[Opening RECORDS FOR THIS TASK section]

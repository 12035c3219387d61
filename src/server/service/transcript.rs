//! Channel history capture for closed tickets.
//!
//! History is fetched newest-first in pages, reversed into chronological order and
//! rendered as plain text. The rendered file is kept in the transcript directory and
//! returned for attachment to the audit log.

use std::{path::PathBuf, sync::Arc};

use chrono::{DateTime, Utc};

use crate::server::{
    error::AppError,
    model::transcript::{HistoryMessage, Transcript},
    service::discord::{DiscordGateway, HISTORY_PAGE_SIZE},
};

/// Upper bound on messages included in one transcript.
pub const MAX_TRANSCRIPT_MESSAGES: usize = 5000;

#[derive(Clone)]
pub struct TranscriptWriter {
    gateway: Arc<dyn DiscordGateway>,
    dir: PathBuf,
}

impl TranscriptWriter {
    pub fn new(gateway: Arc<dyn DiscordGateway>, dir: impl Into<PathBuf>) -> Self {
        Self {
            gateway,
            dir: dir.into(),
        }
    }

    /// Fetches, renders and stores the transcript of a channel
    ///
    /// # Arguments
    /// - `channel_id`: Channel to capture
    /// - `channel_name`: Name used in the header and file name
    /// - `closed_at`: Close time, used in the file name
    ///
    /// # Returns
    /// - `Ok(Transcript)`: Rendered transcript, also written to the transcript directory
    /// - `Err(AppError)`: History fetch or file write failed
    pub async fn capture(
        &self,
        channel_id: u64,
        channel_name: &str,
        closed_at: DateTime<Utc>,
    ) -> Result<Transcript, AppError> {
        let messages = self.fetch_history(channel_id).await?;

        let transcript = Transcript {
            file_name: Self::file_name(channel_name, closed_at),
            content: Self::render(channel_name, &messages),
            message_count: messages.len(),
        };

        tokio::fs::create_dir_all(&self.dir).await?;
        tokio::fs::write(self.dir.join(&transcript.file_name), &transcript.content).await?;

        Ok(transcript)
    }

    /// Fetches channel history in chronological order, capped at
    /// `MAX_TRANSCRIPT_MESSAGES` of the most recent messages.
    async fn fetch_history(&self, channel_id: u64) -> Result<Vec<HistoryMessage>, AppError> {
        let mut messages: Vec<HistoryMessage> = Vec::new();
        let mut before = None;

        loop {
            let page = self
                .gateway
                .fetch_history_page(channel_id, before, HISTORY_PAGE_SIZE)
                .await?;
            let page_len = page.len();

            let Some(oldest) = page.last() else {
                break;
            };
            before = Some(oldest.id);
            messages.extend(page);

            if messages.len() >= MAX_TRANSCRIPT_MESSAGES {
                messages.truncate(MAX_TRANSCRIPT_MESSAGES);
                break;
            }
            if page_len < HISTORY_PAGE_SIZE as usize {
                break;
            }
        }

        messages.reverse();

        Ok(messages)
    }

    /// Renders messages as plain text under a `Transcript for #name` header.
    pub fn render(channel_name: &str, messages: &[HistoryMessage]) -> String {
        let header = format!("Transcript for #{}", channel_name);
        let mut out = format!("{}\n{}\n", header, "=".repeat(header.chars().count()));

        for message in messages {
            out.push_str(&format!(
                "[{}] {}: {}",
                message.timestamp.format("%Y-%m-%d %H:%M:%S UTC"),
                message.author,
                message.content
            ));
            if message.embed_count > 0 {
                out.push_str(&format!(" [embeds: {}]", message.embed_count));
            }
            if !message.attachments.is_empty() {
                out.push_str(&format!(" [attachments: {}]", message.attachments.join(", ")));
            }
            out.push('\n');
        }

        out
    }

    pub fn file_name(channel_name: &str, closed_at: DateTime<Utc>) -> String {
        format!("transcript-{}-{}.txt", channel_name, closed_at.timestamp())
    }
}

[Closing RECORDS FOR THIS TASK section]

* _TASK TO COMPLETE_
All lines above are to be transcribed exactly.

* _ANSWER TO THIS PROBLEM_
repository 12035c3219387d61
filename src/server/service/transcript.rs
//! Channel history capture for closed tickets.
//!
//! History is fetched newest-first in pages, reversed into chronological order and
//! rendered as plain text. The rendered file is kept in the transcript directory and
//! returned for attachment to the audit log.

use std::{path::PathBuf, sync::Arc};

use chrono::{DateTime, Utc};

use crate::server::{
    error::AppError,
    model::transcript::{HistoryMessage, Transcript},
    service::discord::{DiscordGateway, HISTORY_PAGE_SIZE},
};

/// Upper bound on messages included in one transcript.
pub const MAX_TRANSCRIPT_MESSAGES: usize = 5000;

#[derive(Clone)]
pub struct TranscriptWriter {
    gateway: Arc<dyn DiscordGateway>,
    dir: PathBuf,
}

impl TranscriptWriter {
    pub fn new(gateway: Arc<dyn DiscordGateway>, dir: impl Into<PathBuf>) -> Self {
        Self {
            gateway,
            dir: dir.into(),
        }
    }

    /// Fetches, renders and stores the transcript of a channel
    ///
    /// # Arguments
    /// - `channel_id`: Channel to capture
    /// - `channel_name`: Name used in the header and file name
    /// - `closed_at`: Close time, used in the file name
    ///
    /// # Returns
    /// - `Ok(Transcript)`: Rendered transcript, also written to the transcript directory
    /// - `Err(AppError)`: History fetch or file write failed
    pub async fn capture(
        &self,
        channel_id: u64,
        channel_name: &str,
        closed_at: DateTime<Utc>,
    ) -> Result<Transcript, AppError> {
        let messages = self.fetch_history(channel_id).await?;

        let transcript = Transcript {
            file_name: Self::file_name(channel_name, closed_at),
            content: Self::render(channel_name, &messages),
            message_count: messages.len(),
        };

        tokio::fs::create_dir_all(&self.dir).await?;
        tokio::fs::write(self.dir.join(&transcript.file_name), &transcript.content).await?;

        Ok(transcript)
    }

    /// Fetches channel history in chronological order, capped at
    /// `MAX_TRANSCRIPT_MESSAGES` of the most recent messages.
    async fn fetch_history(&self, channel_id: u64) -> Result<Vec<HistoryMessage>, AppError> {
        let mut messages: Vec<HistoryMessage> = Vec::new();
        let mut before = None;

        loop {
            let page = self
                .gateway
                .fetch_history_page(channel_id, before, HISTORY_PAGE_SIZE)
                .await?;
            let page_len = page.len();

            let Some(oldest) = page.last() else {
                break;
            };
            before = Some(oldest.id);
            messages.extend(page);

            if messages.len() >= MAX_TRANSCRIPT_MESSAGES {
                messages.truncate(MAX_TRANSCRIPT_MESSAGES);
                break;
            }
            if page_len < HISTORY_PAGE_SIZE as usize {
                break;
            }
        }

        messages.reverse();

        Ok(messages)
    }

    /// Renders messages as plain text under a `Transcript for #name` header.
    pub fn render(channel_name: &str, messages: &[HistoryMessage]) -> String {
        let header = format!("Transcript for #{}", channel_name);
        let mut out = format!("{}\n{}\n", header, "=".repeat(header.chars().count()));

        for message in messages {
            out.push_str(&format!(
                "[{}] {}: {}",
                message.timestamp.format("%Y-%m-%d %H:%M:%S UTC"),
                message.author,
                message.content
            ));
            if message.embed_count > 0 {
                out.push_str(&format!(" [embeds: {}]", message.embed_count));
            }
            if !message.attachments.is_empty() {
                out.push_str(&format!(" [attachments: {}]", message.attachments.join(", ")));
            }
            out.push('\n');
        }

        out
    }

    pub fn file_name(channel_name: &str, closed_at: DateTime<Utc>) -> String {
        format!("transcript-{}-{}.txt", channel_name, closed_at.timestamp())
    }
}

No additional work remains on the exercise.